ABOUT

An area of more than 35 hectares, of which 23 are planted with organic vineyards. Six different terroirs. The Langhe of Barolo and the Alta Langa. A wine resort nestled in the hills of Monforte d'Alba and a Michelin-starred restaurant.

Réva is much more than a winery, it is an agricultural reality. A «living being» made up of different interdependent bodies that are linked to each other, designed to create a multifaceted and multifunctional rural reality with a circular economy and holistic philosophy.

A unique and protected place, where each crop is the cultivation of respect and of the right relationship with nature: where the forest communicates with the vineyard, the vineyard is part of the cultivated fields and the fields welcome beekeeping.
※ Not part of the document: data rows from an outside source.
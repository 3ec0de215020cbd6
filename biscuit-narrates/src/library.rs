//! Saved readings.
//!
//! A saved reading is the text plus the settings it was read with, so it can
//! be narrated again later. Readings are stored as newline-delimited JSON
//! with file locking for concurrent access safety.

use std::fs::{File, OpenOptions};
use std::io::{BufRead, BufReader, Write};
use std::path::PathBuf;

use chrono::{DateTime, Utc};
use fs2::FileExt;
use serde::{Deserialize, Serialize};

use crate::errors::NarrateError;
use crate::languages::LanguageSelector;
use crate::types::clamp_multiplier;

/// Default library file name.
const DEFAULT_LIBRARY_FILE: &str = ".biscuit-narrates-library.jsonl";

/// Text and settings kept for replay.
#[derive(Debug, Clone, PartialEq, Serialize, Deserialize)]
pub struct SavedReading {
    /// Unique id (creation time in milliseconds).
    pub id: u64,
    /// Short name shown in listings.
    pub name: String,
    /// When the reading was saved.
    pub created_at: DateTime<Utc>,
    /// The full text.
    pub text: String,
    /// Language it was read in.
    pub language: LanguageSelector,
    /// Pitch multiplier.
    pub pitch: f32,
    /// Speed multiplier.
    pub speed: f32,
}

impl SavedReading {
    /// A new reading stamped with the current time.
    ///
    /// An empty `name` is replaced by the first few words of the text.
    pub fn new(
        name: impl Into<String>,
        text: impl Into<String>,
        language: LanguageSelector,
        pitch: f32,
        speed: f32,
    ) -> Self {
        let created_at = Utc::now();
        let text = text.into();
        let name = name.into();
        let name = if name.trim().is_empty() {
            default_name(&text)
        } else {
            name.trim().to_string()
        };

        Self {
            id: u64::try_from(created_at.timestamp_millis()).unwrap_or_default(),
            name,
            created_at,
            text,
            language,
            pitch: clamp_multiplier(pitch),
            speed: clamp_multiplier(speed),
        }
    }

    /// Override the id.
    #[must_use]
    pub fn with_id(mut self, id: u64) -> Self {
        self.id = id;
        self
    }
}

fn default_name(text: &str) -> String {
    let words: Vec<&str> = text.split_whitespace().take(6).collect();
    let mut name = words.join(" ");
    if text.split_whitespace().count() > words.len() {
        name.push('…');
    }
    name
}

/// Storage for saved readings.
pub trait ReadingLibrary {
    /// Loads every saved reading, oldest first.
    ///
    /// ## Errors
    ///
    /// Returns an error if reading or parsing fails.
    fn load_all(&self) -> Result<Vec<SavedReading>, NarrateError>;

    /// Appends a reading and returns the id it was stored under.
    ///
    /// Ids are unique within the library: a reading whose id is already
    /// taken is stored under one past the highest existing id.
    ///
    /// ## Errors
    ///
    /// Returns an error if reading, writing, or parsing fails.
    fn save(&self, reading: &SavedReading) -> Result<u64, NarrateError>;

    /// Removes the reading with `id`. Returns whether one was removed.
    ///
    /// ## Errors
    ///
    /// Returns an error if reading, writing, or parsing fails.
    fn remove(&self, id: u64) -> Result<bool, NarrateError>;
}

/// JSONL file-backed reading library.
///
/// Uses `fs2` for cross-platform file locking.
///
/// ## Examples
///
/// ```no_run
/// use biscuit_narrates::library::{JsonlReadingLibrary, ReadingLibrary, SavedReading};
/// use biscuit_narrates::LanguageSelector;
///
/// let library = JsonlReadingLibrary::new("/tmp/readings.jsonl".into());
/// let reading = SavedReading::new("Greeting", "Hello there.", LanguageSelector::UsEnglish, 1.0, 1.0);
/// library.save(&reading).unwrap();
/// assert_eq!(library.load_all().unwrap().len(), 1);
/// ```
#[derive(Debug, Clone)]
pub struct JsonlReadingLibrary {
    path: PathBuf,
}

impl JsonlReadingLibrary {
    /// A library stored at `path`.
    pub fn new(path: PathBuf) -> Self {
        Self { path }
    }

    /// A library at `~/.biscuit-narrates-library.jsonl`.
    ///
    /// Returns `None` if the home directory cannot be determined.
    pub fn in_home_dir() -> Option<Self> {
        dirs::home_dir().map(|home| Self::new(home.join(DEFAULT_LIBRARY_FILE)))
    }

    /// Returns the path to the library file.
    pub fn path(&self) -> &PathBuf {
        &self.path
    }

    fn ensure_file_exists(&self) -> Result<(), NarrateError> {
        if !self.path.exists() {
            if let Some(parent) = self.path.parent() {
                std::fs::create_dir_all(parent)?;
            }
            File::create(&self.path)?;
        }
        Ok(())
    }
}

fn read_readings(file: &File) -> Result<Vec<SavedReading>, NarrateError> {
    let reader = BufReader::new(file);
    let mut readings = Vec::new();
    for line in reader.lines() {
        let line = line?;
        if line.trim().is_empty() {
            continue;
        }
        readings.push(serde_json::from_str(&line)?);
    }
    Ok(readings)
}

impl ReadingLibrary for JsonlReadingLibrary {
    fn load_all(&self) -> Result<Vec<SavedReading>, NarrateError> {
        if !self.path.exists() {
            return Ok(Vec::new());
        }

        let file = File::open(&self.path)?;
        file.lock_shared().map_err(|_| NarrateError::Lock)?;
        let readings = read_readings(&file);
        file.unlock().map_err(|_| NarrateError::Lock)?;
        readings
    }

    fn save(&self, reading: &SavedReading) -> Result<u64, NarrateError> {
        self.ensure_file_exists()?;

        let mut file = OpenOptions::new().read(true).append(true).open(&self.path)?;
        file.lock_exclusive().map_err(|_| NarrateError::Lock)?;

        let existing = read_readings(&file)?;
        let mut stored = reading.clone();
        if existing.iter().any(|r| r.id == stored.id) {
            let highest = existing.iter().map(|r| r.id).max().unwrap_or(stored.id);
            stored.id = highest.saturating_add(1);
            tracing::debug!(requested = reading.id, assigned = stored.id, "Reading id taken");
        }

        let json = serde_json::to_string(&stored)?;
        writeln!(file, "{json}")?;

        file.unlock().map_err(|_| NarrateError::Lock)?;
        tracing::debug!(id = stored.id, name = %stored.name, "Saved reading");
        Ok(stored.id)
    }

    fn remove(&self, id: u64) -> Result<bool, NarrateError> {
        if !self.path.exists() {
            return Ok(false);
        }

        let file = OpenOptions::new().read(true).write(true).open(&self.path)?;
        file.lock_exclusive().map_err(|_| NarrateError::Lock)?;

        let readings = read_readings(&file)?;
        let before = readings.len();
        let kept: Vec<_> = readings.into_iter().filter(|r| r.id != id).collect();
        let removed = kept.len() != before;

        if removed {
            let mut rewrite = OpenOptions::new().write(true).truncate(true).open(&self.path)?;
            for reading in &kept {
                let json = serde_json::to_string(reading)?;
                writeln!(rewrite, "{json}")?;
            }
        }

        file.unlock().map_err(|_| NarrateError::Lock)?;
        Ok(removed)
    }
}

#[cfg(test)]
mod tests {
    use super::*;
    use tempfile::TempDir;

    fn create_test_library() -> (JsonlReadingLibrary, TempDir) {
        let temp_dir = TempDir::new().unwrap();
        let path = temp_dir.path().join("test-library.jsonl");
        (JsonlReadingLibrary::new(path), temp_dir)
    }

    fn reading(id: u64, name: &str) -> SavedReading {
        SavedReading::new(name, "Hello there. How are you?", LanguageSelector::UkEnglish, 1.0, 1.2)
            .with_id(id)
    }

    #[test]
    fn load_all_returns_empty_vec_for_nonexistent_file() {
        let (library, _dir) = create_test_library();
        assert!(library.load_all().unwrap().is_empty());
    }

    #[test]
    fn save_appends_in_order() {
        let (library, _dir) = create_test_library();
        library.save(&reading(1, "first")).unwrap();
        library.save(&reading(2, "second")).unwrap();

        let readings = library.load_all().unwrap();
        assert_eq!(readings.len(), 2);
        assert_eq!(readings[0].name, "first");
        assert_eq!(readings[1].language, LanguageSelector::UkEnglish);
        assert_eq!(readings[1].speed, 1.2);
    }

    #[test]
    fn same_millisecond_saves_get_distinct_ids() {
        let (library, _dir) = create_test_library();
        assert_eq!(library.save(&reading(7, "first")).unwrap(), 7);
        assert_eq!(library.save(&reading(7, "second")).unwrap(), 8);
        assert_eq!(library.save(&reading(7, "third")).unwrap(), 9);

        assert!(library.remove(7).unwrap());
        let names: Vec<_> = library.load_all().unwrap().into_iter().map(|r| r.name).collect();
        assert_eq!(names, vec!["second", "third"]);
    }

    #[test]
    fn remove_rewrites_without_the_reading() {
        let (library, _dir) = create_test_library();
        library.save(&reading(1, "first")).unwrap();
        library.save(&reading(2, "second")).unwrap();

        assert!(library.remove(1).unwrap());
        assert!(!library.remove(99).unwrap());

        let readings = library.load_all().unwrap();
        assert_eq!(readings.len(), 1);
        assert_eq!(readings[0].id, 2);
    }

    #[test]
    fn corrupt_line_is_a_parse_error() {
        let (library, _dir) = create_test_library();
        std::fs::write(library.path(), "not json\n").unwrap();
        assert!(matches!(library.load_all(), Err(NarrateError::LibraryParse(_))));
    }

    #[test]
    fn dynamic_language_round_trips() {
        let (library, _dir) = create_test_library();
        let saved = SavedReading::new("", "Hola", LanguageSelector::Code("es-MX".into()), 1.0, 1.0);
        library.save(&saved).unwrap();
        assert_eq!(library.load_all().unwrap()[0].language, LanguageSelector::Code("es-MX".into()));
    }

    #[test]
    fn empty_name_uses_opening_words() {
        let saved = SavedReading::new(
            "  ",
            "One two three four five six seven eight",
            LanguageSelector::UsEnglish,
            1.0,
            1.0,
        );
        assert_eq!(saved.name, "One two three four five six…");
    }

    #[test]
    fn settings_are_clamped() {
        let saved = SavedReading::new("x", "y", LanguageSelector::UsEnglish, 9.0, 0.1);
        assert_eq!(saved.pitch, 2.0);
        assert_eq!(saved.speed, 0.5);
    }
}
And the agricultural production, considered as local and self-sufficient, becomes food for man, the heart of the food and wine experience is at the restaurant FRE, located within the Resort in Monforte d’Alba, also part of Réva’s agricultural body.

HISTORY

Réva is the dream of producing the absolute of wine, one with a complete character, an authentic and inimitable fruit of a territory that has in itself all the energy to produce perfection.

A wine strongly linked to its land of origin, whose uniqueness is guided by scientific, biological and biodynamic criteria, which put the best production techniques and human experience to good use in an innovative and ethical vision of work.

  • The absolute protection of natural biodiversity
  • Enhancement of rural collaboration between vineyards, cultivations and the surrounding area.
  • Soil zoning and planting of the most suitable vinicultural biotypes.
  • Attention to the work of man and his well-being
  • Circular economy, one that is capable of regenerating itself thanks to the reintegration of production within the company.
  • Holistic view of the work in the vineyard and in the field, wherein each “product” of the earth is the result of the natural and human connections it has established with the surrounding environment.
  • Use of the best oenological technologies in service of the purity of wine and the preservation of the characteristics of its territory.
  • Creation of a rural reality that is active and open to all, designed to welcome visitors within an immersive and educational experience.